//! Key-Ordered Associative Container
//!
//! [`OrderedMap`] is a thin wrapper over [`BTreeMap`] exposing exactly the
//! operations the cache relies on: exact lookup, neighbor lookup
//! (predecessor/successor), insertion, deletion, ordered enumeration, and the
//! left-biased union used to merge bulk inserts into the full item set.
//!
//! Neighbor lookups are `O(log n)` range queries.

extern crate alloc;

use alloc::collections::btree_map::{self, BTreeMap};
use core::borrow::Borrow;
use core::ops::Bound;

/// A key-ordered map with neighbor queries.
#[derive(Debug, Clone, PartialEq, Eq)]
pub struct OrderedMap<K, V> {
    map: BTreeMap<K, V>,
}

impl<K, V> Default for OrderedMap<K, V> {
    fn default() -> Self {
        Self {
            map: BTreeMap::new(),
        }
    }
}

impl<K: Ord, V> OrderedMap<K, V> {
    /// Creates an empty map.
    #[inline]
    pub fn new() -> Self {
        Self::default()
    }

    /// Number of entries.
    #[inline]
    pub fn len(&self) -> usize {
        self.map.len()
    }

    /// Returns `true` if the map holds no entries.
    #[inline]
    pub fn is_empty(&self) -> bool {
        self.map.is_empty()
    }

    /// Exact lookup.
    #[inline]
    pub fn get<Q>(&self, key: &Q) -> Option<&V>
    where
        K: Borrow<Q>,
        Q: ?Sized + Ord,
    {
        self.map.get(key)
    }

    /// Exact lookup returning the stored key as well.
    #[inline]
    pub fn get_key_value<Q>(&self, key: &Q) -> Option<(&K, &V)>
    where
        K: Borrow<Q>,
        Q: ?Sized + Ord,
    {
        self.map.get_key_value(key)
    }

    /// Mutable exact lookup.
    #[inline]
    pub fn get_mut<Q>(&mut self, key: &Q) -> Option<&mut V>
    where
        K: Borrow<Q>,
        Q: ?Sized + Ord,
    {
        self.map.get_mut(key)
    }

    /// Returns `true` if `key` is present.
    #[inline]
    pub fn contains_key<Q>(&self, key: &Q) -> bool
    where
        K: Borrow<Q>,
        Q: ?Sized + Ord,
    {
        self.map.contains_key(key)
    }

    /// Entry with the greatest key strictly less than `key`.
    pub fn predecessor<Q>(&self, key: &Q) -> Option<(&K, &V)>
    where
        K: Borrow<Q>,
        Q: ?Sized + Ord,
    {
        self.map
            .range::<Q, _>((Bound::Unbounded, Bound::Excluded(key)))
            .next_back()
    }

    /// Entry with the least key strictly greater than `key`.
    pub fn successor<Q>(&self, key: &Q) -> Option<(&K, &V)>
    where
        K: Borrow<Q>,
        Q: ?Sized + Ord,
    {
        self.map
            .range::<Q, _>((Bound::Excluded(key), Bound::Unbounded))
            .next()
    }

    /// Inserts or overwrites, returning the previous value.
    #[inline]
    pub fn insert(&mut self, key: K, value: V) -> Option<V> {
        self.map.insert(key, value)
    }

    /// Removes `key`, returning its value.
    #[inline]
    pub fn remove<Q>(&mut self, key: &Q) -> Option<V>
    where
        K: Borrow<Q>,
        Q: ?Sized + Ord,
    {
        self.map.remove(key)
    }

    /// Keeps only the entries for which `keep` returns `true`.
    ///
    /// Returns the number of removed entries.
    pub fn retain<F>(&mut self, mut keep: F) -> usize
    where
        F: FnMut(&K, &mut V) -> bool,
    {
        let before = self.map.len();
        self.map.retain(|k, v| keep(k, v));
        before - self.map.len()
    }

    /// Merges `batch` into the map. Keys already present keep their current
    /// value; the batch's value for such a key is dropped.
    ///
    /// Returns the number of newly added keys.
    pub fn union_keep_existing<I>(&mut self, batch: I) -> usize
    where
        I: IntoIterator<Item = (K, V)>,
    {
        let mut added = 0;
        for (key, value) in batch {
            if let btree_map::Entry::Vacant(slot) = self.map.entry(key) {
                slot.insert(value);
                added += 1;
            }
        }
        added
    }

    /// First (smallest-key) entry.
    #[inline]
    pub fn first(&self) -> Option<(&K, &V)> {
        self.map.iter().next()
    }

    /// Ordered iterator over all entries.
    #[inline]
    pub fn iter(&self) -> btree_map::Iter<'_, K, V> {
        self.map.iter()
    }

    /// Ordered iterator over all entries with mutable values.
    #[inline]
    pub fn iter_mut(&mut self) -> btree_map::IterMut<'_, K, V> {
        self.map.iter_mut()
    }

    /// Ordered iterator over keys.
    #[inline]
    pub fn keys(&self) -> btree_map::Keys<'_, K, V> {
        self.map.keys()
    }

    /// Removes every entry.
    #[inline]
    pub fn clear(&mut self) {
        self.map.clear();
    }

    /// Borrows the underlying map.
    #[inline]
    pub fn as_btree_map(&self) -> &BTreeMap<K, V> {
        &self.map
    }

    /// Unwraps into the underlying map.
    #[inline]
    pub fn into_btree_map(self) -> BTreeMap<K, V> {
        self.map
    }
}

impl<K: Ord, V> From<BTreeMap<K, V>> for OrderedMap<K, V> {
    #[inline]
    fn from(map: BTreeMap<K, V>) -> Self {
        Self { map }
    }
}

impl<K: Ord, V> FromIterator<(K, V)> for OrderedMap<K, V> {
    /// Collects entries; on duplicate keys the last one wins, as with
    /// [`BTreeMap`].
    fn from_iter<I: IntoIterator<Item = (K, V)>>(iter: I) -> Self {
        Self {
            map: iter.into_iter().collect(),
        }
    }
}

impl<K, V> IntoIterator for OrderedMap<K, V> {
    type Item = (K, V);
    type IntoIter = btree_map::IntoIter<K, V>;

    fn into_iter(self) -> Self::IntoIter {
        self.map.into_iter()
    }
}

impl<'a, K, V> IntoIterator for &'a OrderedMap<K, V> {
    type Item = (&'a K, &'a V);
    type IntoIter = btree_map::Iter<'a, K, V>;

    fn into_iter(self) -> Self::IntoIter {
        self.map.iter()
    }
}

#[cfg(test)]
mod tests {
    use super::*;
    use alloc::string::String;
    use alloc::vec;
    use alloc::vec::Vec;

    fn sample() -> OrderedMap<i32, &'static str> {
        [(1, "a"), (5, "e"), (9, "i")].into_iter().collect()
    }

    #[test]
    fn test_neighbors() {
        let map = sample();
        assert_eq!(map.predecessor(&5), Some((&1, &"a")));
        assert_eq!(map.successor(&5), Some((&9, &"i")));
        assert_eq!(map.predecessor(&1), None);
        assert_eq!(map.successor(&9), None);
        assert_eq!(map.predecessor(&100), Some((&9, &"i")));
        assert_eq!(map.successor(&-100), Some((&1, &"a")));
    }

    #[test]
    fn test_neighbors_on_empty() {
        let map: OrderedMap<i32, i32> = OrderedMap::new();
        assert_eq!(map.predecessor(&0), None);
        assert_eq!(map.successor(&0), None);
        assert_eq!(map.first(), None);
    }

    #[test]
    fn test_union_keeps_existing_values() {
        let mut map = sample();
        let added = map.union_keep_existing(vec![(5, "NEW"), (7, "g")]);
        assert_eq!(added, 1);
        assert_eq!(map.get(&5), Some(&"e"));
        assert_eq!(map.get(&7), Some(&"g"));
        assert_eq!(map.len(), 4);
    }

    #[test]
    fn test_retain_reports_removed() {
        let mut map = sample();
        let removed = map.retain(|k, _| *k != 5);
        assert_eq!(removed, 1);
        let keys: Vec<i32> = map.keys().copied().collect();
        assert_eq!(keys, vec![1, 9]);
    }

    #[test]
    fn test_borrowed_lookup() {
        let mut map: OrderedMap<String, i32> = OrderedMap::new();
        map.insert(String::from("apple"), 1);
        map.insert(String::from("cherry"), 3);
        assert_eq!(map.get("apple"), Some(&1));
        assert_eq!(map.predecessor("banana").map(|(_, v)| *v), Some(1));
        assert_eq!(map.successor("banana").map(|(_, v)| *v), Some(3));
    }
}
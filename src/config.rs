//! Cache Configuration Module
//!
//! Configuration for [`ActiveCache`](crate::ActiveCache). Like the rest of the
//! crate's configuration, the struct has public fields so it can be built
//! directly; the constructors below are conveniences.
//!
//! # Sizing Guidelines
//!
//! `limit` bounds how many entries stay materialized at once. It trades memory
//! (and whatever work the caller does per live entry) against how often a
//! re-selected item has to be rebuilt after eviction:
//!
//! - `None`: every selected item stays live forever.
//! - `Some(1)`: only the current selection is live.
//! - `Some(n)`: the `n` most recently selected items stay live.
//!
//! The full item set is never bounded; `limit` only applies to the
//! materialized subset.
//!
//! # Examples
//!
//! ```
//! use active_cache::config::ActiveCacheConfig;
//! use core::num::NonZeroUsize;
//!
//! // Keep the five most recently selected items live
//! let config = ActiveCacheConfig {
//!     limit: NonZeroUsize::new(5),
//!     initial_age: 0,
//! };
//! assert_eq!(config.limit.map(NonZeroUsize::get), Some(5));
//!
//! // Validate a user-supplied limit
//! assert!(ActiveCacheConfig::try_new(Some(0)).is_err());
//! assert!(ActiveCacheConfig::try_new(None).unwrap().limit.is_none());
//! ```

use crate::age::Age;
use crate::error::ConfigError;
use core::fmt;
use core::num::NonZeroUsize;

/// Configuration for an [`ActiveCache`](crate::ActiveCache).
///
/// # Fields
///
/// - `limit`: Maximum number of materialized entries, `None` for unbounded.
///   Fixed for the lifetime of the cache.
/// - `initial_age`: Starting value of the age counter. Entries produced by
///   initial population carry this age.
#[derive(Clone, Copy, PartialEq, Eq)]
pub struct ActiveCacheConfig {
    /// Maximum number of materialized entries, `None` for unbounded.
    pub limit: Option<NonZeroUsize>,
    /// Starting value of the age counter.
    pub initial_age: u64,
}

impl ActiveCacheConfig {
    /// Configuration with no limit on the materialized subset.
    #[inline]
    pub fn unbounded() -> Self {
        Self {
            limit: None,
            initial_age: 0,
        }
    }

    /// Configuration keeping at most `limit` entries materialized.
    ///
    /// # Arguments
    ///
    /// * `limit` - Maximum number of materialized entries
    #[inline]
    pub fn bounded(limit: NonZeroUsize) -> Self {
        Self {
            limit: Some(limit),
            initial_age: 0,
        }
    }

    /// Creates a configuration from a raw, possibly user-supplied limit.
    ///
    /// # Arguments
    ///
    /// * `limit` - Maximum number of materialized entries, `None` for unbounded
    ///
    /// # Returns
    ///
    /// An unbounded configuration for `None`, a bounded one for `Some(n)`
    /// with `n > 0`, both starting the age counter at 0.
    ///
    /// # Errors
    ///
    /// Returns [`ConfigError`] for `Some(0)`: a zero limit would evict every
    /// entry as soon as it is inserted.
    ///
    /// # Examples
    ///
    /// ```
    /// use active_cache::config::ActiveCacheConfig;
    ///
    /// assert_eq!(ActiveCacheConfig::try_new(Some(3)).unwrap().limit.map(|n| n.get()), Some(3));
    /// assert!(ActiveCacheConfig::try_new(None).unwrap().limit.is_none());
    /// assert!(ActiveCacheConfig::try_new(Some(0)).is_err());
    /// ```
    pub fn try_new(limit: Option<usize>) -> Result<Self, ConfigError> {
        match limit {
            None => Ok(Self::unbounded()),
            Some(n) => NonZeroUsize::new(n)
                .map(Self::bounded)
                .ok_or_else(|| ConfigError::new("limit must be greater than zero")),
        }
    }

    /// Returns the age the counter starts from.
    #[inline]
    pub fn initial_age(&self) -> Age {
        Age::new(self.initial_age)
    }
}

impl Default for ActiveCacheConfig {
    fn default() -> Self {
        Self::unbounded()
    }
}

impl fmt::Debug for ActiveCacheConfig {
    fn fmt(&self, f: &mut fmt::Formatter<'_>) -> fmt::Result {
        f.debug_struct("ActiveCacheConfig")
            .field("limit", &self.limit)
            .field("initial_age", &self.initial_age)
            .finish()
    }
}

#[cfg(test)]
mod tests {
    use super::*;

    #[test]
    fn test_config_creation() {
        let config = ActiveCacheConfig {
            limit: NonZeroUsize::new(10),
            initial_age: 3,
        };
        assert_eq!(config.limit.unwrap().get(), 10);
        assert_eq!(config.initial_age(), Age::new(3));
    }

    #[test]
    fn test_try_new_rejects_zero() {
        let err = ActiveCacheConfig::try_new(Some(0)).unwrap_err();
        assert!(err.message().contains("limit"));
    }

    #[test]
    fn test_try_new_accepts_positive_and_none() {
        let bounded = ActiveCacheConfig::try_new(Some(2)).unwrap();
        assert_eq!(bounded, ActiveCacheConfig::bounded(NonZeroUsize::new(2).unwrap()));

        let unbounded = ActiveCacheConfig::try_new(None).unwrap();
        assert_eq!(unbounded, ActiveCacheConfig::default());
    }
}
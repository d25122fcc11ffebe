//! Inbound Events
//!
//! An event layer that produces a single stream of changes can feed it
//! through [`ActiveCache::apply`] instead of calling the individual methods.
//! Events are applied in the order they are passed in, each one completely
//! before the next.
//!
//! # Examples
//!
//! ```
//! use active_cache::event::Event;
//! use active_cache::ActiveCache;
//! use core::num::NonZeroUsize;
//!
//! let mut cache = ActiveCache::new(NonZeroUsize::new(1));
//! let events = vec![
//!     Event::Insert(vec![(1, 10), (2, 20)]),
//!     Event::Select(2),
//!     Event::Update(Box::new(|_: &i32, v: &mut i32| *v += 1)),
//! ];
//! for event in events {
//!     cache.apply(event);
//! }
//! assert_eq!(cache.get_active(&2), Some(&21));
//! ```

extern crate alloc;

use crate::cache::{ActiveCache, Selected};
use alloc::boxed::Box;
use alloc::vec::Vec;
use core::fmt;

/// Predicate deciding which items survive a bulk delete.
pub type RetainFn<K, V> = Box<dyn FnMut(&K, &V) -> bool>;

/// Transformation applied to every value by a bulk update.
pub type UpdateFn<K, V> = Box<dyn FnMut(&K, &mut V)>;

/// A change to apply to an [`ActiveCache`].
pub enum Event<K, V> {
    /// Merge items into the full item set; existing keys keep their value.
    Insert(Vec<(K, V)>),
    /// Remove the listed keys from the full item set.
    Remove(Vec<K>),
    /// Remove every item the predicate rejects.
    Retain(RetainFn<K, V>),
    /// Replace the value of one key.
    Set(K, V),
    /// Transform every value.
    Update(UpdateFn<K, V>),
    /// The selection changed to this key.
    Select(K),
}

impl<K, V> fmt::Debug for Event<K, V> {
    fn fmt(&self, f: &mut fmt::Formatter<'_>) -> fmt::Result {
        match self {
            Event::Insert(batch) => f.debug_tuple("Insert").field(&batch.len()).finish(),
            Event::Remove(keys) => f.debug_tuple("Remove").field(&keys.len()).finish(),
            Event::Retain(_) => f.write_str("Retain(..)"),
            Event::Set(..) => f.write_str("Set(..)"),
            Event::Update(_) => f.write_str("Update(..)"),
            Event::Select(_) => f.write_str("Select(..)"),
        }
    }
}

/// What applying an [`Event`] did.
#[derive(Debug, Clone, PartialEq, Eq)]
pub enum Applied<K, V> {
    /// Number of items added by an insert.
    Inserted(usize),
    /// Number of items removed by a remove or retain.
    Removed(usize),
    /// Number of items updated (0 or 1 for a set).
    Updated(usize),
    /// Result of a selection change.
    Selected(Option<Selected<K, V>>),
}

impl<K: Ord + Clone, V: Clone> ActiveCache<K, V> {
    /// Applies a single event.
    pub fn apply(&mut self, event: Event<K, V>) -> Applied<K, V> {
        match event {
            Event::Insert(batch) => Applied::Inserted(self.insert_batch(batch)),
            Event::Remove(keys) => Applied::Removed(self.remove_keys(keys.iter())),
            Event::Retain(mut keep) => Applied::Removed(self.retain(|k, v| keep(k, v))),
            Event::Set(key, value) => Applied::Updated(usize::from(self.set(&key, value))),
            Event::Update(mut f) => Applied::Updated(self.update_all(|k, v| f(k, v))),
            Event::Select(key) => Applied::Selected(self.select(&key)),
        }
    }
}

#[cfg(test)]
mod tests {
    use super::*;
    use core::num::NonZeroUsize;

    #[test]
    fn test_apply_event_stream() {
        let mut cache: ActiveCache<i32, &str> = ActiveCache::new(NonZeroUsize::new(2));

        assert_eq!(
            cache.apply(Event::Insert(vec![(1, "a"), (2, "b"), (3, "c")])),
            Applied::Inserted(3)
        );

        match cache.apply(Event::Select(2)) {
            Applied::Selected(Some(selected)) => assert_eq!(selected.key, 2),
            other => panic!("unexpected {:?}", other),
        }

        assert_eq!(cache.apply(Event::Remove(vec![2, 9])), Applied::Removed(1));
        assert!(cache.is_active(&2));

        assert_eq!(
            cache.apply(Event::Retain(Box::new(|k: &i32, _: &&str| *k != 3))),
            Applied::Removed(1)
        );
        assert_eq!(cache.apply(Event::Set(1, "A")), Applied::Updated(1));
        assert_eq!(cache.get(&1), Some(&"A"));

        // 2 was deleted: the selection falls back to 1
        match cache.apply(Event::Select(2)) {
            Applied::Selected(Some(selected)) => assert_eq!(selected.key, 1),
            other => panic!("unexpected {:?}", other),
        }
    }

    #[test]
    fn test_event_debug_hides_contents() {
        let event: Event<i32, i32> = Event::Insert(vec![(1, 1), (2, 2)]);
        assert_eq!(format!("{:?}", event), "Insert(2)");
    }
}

__Aim of the exercise__. Every line above from the line with "pub fn as_btree_map(&self)" to the line with "let map = sample();" is wanted, ends included; write them out exactly and add no other line.

__Task result__.
    pub fn as_btree_map(&self) -> &BTreeMap<K, V> {
        &self.map
    }

    /// Unwraps into the underlying map.
    #[inline]
    pub fn into_btree_map(self) -> BTreeMap<K, V> {
        self.map
    }
}

impl<K: Ord, V> From<BTreeMap<K, V>> for OrderedMap<K, V> {
    #[inline]
    fn from(map: BTreeMap<K, V>) -> Self {
        Self { map }
    }
}

impl<K: Ord, V> FromIterator<(K, V)> for OrderedMap<K, V> {
    /// Collects entries; on duplicate keys the last one wins, as with
    /// [`BTreeMap`].
    fn from_iter<I: IntoIterator<Item = (K, V)>>(iter: I) -> Self {
        Self {
            map: iter.into_iter().collect(),
        }
    }
}

impl<K, V> IntoIterator for OrderedMap<K, V> {
    type Item = (K, V);
    type IntoIter = btree_map::IntoIter<K, V>;

    fn into_iter(self) -> Self::IntoIter {
        self.map.into_iter()
    }
}

impl<'a, K, V> IntoIterator for &'a OrderedMap<K, V> {
    type Item = (&'a K, &'a V);
    type IntoIter = btree_map::Iter<'a, K, V>;

    fn into_iter(self) -> Self::IntoIter {
        self.map.iter()
    }
}

#[cfg(test)]
mod tests {
    use super::*;
    use alloc::string::String;
    use alloc::vec;
    use alloc::vec::Vec;

    fn sample() -> OrderedMap<i32, &'static str> {
        [(1, "a"), (5, "e"), (9, "i")].into_iter().collect()
    }

    #[test]
    fn test_neighbors() {
        let map = sample();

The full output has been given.